DATASET Start Marker

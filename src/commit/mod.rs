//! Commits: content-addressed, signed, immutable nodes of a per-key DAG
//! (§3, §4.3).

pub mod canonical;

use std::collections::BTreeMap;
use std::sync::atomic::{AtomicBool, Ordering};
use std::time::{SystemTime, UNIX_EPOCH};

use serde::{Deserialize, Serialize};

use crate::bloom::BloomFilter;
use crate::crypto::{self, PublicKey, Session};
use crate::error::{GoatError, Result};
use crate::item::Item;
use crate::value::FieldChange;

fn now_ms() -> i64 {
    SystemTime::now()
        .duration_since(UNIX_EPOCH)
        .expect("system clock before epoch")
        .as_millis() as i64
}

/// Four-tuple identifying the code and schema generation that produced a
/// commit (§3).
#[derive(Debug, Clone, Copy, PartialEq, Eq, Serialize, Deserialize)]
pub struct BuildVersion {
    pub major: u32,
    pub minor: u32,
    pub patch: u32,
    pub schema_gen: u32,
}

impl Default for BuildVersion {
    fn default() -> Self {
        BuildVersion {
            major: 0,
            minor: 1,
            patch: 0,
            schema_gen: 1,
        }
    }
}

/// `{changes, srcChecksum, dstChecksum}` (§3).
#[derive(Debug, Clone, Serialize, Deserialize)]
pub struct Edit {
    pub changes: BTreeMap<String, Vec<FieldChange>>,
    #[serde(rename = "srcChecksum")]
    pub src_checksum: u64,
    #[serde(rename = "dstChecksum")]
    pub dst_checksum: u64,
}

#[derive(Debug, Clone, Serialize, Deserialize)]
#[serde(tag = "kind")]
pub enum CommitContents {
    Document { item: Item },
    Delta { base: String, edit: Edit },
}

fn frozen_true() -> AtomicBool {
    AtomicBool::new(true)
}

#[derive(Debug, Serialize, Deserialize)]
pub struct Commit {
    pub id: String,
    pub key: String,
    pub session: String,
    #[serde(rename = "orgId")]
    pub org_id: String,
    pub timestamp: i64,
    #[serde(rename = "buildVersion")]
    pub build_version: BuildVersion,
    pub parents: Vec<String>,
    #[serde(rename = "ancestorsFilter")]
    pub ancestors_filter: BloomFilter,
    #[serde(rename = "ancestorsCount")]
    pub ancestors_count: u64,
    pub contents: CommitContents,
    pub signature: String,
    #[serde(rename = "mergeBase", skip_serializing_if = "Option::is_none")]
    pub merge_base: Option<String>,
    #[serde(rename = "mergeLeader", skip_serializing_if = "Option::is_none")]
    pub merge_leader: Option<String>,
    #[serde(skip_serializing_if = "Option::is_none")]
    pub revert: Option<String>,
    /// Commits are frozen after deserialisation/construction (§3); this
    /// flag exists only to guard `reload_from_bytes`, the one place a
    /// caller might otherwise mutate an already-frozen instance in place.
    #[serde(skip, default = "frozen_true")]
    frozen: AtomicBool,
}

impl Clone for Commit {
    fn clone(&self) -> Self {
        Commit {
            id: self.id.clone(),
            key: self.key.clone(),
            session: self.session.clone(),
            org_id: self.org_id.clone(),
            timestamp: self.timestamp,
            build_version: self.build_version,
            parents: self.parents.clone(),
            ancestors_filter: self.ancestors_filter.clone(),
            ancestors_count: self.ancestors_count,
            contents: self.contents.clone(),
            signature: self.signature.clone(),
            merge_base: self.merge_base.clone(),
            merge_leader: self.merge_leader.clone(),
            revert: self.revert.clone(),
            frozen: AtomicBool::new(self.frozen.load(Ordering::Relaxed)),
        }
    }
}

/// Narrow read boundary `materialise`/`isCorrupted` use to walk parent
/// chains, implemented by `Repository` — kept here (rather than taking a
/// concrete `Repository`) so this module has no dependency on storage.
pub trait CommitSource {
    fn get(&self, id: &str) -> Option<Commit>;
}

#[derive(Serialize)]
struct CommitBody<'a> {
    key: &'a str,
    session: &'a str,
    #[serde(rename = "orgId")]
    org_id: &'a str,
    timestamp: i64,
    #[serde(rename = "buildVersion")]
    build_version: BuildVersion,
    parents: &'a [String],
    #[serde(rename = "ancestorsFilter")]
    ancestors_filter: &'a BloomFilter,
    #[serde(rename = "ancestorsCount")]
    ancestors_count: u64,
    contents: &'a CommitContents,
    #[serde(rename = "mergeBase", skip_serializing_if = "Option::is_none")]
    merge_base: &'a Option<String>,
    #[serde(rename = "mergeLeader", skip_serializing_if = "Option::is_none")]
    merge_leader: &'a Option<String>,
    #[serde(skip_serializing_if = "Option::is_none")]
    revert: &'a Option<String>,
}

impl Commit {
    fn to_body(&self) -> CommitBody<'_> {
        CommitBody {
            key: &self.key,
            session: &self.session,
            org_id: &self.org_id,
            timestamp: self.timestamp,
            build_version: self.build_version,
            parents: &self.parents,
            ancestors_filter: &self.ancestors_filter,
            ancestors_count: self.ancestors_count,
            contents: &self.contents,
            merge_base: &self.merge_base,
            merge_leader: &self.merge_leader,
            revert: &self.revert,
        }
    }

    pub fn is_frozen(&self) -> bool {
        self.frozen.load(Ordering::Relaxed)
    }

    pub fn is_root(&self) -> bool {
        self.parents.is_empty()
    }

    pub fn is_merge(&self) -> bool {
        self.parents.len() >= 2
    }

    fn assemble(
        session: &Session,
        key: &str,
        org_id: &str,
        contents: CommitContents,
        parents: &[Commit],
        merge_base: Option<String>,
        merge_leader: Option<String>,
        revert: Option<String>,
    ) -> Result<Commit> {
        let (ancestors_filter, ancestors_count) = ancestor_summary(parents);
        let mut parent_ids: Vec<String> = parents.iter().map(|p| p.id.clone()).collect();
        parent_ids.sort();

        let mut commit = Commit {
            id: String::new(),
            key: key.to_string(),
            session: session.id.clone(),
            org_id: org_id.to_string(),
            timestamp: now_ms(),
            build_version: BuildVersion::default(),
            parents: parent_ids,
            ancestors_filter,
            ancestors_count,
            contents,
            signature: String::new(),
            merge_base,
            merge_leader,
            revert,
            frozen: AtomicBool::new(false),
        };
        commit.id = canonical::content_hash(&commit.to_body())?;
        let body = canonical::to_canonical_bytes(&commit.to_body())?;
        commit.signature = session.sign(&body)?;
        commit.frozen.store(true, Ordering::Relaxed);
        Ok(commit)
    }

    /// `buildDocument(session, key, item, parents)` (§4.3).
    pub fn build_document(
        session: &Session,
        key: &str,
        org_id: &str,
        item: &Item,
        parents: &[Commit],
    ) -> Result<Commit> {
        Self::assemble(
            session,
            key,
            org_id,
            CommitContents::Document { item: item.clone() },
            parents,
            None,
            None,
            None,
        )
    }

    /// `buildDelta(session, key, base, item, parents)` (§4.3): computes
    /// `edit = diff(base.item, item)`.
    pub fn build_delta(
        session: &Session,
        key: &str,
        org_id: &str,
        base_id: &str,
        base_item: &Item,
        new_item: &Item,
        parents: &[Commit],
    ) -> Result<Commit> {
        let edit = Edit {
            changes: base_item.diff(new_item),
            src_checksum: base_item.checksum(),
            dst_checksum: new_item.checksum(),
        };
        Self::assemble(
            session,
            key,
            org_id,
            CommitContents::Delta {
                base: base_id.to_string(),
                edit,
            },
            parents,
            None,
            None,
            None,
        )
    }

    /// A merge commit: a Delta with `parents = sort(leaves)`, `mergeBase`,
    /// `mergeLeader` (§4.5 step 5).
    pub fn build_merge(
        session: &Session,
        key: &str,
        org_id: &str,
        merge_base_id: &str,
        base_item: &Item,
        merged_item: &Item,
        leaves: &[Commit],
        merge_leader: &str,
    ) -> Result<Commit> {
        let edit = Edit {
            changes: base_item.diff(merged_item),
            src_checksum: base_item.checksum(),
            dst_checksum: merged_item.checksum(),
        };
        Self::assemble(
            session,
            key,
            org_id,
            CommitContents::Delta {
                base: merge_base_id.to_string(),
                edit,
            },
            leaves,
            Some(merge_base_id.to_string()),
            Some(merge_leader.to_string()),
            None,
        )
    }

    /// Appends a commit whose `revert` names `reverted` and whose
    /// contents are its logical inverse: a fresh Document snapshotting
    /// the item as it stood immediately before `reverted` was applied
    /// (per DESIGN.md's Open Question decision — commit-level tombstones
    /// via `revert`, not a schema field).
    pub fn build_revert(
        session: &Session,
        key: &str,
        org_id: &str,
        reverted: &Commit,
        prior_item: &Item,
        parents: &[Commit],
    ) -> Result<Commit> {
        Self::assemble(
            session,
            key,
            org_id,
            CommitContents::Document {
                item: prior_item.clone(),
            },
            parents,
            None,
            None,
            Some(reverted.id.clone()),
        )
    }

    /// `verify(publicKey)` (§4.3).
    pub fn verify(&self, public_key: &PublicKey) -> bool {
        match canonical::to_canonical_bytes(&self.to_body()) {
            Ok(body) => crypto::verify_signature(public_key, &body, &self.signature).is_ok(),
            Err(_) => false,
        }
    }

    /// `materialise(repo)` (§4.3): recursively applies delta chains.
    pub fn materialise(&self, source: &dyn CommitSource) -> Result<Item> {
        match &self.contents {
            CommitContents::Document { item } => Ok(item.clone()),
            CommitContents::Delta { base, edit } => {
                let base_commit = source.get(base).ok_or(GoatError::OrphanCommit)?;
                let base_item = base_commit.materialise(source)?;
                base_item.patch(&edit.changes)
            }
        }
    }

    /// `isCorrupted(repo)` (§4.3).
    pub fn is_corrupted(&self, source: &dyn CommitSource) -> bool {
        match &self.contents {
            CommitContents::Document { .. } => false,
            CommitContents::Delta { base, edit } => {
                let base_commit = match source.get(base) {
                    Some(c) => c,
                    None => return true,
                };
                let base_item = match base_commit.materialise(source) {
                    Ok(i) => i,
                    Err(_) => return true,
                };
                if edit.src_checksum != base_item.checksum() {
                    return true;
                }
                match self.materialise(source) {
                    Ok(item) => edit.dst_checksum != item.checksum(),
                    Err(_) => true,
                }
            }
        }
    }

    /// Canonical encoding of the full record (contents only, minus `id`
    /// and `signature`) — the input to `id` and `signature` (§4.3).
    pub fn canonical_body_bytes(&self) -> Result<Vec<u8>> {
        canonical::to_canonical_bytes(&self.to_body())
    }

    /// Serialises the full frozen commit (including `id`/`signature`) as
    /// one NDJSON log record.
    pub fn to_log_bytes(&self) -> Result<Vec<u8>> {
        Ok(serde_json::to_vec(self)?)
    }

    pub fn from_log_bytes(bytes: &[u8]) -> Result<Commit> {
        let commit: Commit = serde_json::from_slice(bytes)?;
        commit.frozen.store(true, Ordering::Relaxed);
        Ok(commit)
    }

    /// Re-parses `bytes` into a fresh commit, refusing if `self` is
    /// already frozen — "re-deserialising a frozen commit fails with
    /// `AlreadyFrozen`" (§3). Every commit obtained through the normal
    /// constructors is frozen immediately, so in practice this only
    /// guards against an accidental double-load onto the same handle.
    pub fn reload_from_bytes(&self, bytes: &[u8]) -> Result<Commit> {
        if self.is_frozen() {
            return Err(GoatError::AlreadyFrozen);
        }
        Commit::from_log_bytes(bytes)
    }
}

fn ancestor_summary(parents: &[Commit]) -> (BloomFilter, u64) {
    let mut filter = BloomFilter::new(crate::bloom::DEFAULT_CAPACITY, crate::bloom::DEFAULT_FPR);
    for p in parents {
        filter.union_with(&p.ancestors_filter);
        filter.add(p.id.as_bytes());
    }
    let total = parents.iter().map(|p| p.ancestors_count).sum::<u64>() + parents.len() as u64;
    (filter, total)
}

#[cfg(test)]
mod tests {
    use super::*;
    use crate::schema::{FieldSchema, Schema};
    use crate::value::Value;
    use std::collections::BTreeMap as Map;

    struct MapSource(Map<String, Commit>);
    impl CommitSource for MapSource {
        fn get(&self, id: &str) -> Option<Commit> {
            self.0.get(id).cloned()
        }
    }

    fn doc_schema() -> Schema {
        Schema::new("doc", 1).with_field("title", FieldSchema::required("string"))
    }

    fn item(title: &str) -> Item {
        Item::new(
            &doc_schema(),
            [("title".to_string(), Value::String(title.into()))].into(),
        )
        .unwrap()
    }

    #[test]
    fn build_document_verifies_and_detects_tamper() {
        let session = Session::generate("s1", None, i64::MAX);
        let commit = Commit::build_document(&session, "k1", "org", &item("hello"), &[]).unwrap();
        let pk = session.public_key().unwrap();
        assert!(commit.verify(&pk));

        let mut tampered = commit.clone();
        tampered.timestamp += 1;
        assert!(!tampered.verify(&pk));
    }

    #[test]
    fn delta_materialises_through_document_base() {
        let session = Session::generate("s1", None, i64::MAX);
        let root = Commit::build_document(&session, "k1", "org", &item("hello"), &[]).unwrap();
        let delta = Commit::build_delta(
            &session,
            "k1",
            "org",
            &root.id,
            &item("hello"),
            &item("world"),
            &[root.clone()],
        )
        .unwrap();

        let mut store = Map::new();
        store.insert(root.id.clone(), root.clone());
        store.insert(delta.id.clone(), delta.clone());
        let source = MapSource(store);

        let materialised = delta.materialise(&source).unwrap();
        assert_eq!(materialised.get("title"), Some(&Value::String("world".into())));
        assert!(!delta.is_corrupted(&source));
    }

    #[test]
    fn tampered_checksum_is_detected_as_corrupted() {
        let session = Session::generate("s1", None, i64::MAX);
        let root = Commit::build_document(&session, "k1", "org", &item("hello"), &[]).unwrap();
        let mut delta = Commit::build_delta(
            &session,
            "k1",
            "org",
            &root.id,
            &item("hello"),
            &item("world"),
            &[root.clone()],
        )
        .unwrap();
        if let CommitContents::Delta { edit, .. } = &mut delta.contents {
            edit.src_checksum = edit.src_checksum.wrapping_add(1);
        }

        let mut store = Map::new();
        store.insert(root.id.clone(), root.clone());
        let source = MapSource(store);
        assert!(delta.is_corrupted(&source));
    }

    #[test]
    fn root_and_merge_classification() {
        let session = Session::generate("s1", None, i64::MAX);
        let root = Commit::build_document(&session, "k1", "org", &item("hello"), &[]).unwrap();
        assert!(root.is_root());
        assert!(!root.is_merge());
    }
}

DATASET End Marker

◆ **WHAT IS EXPECTED**:
Using the records above, copy all lines that include the word "total".

◆ **EXERCISE RESULT**:
    let total = parents.iter().map(|p| p.ancestors_count).sum::<u64>() + parents.len() as u64;
    (filter, total)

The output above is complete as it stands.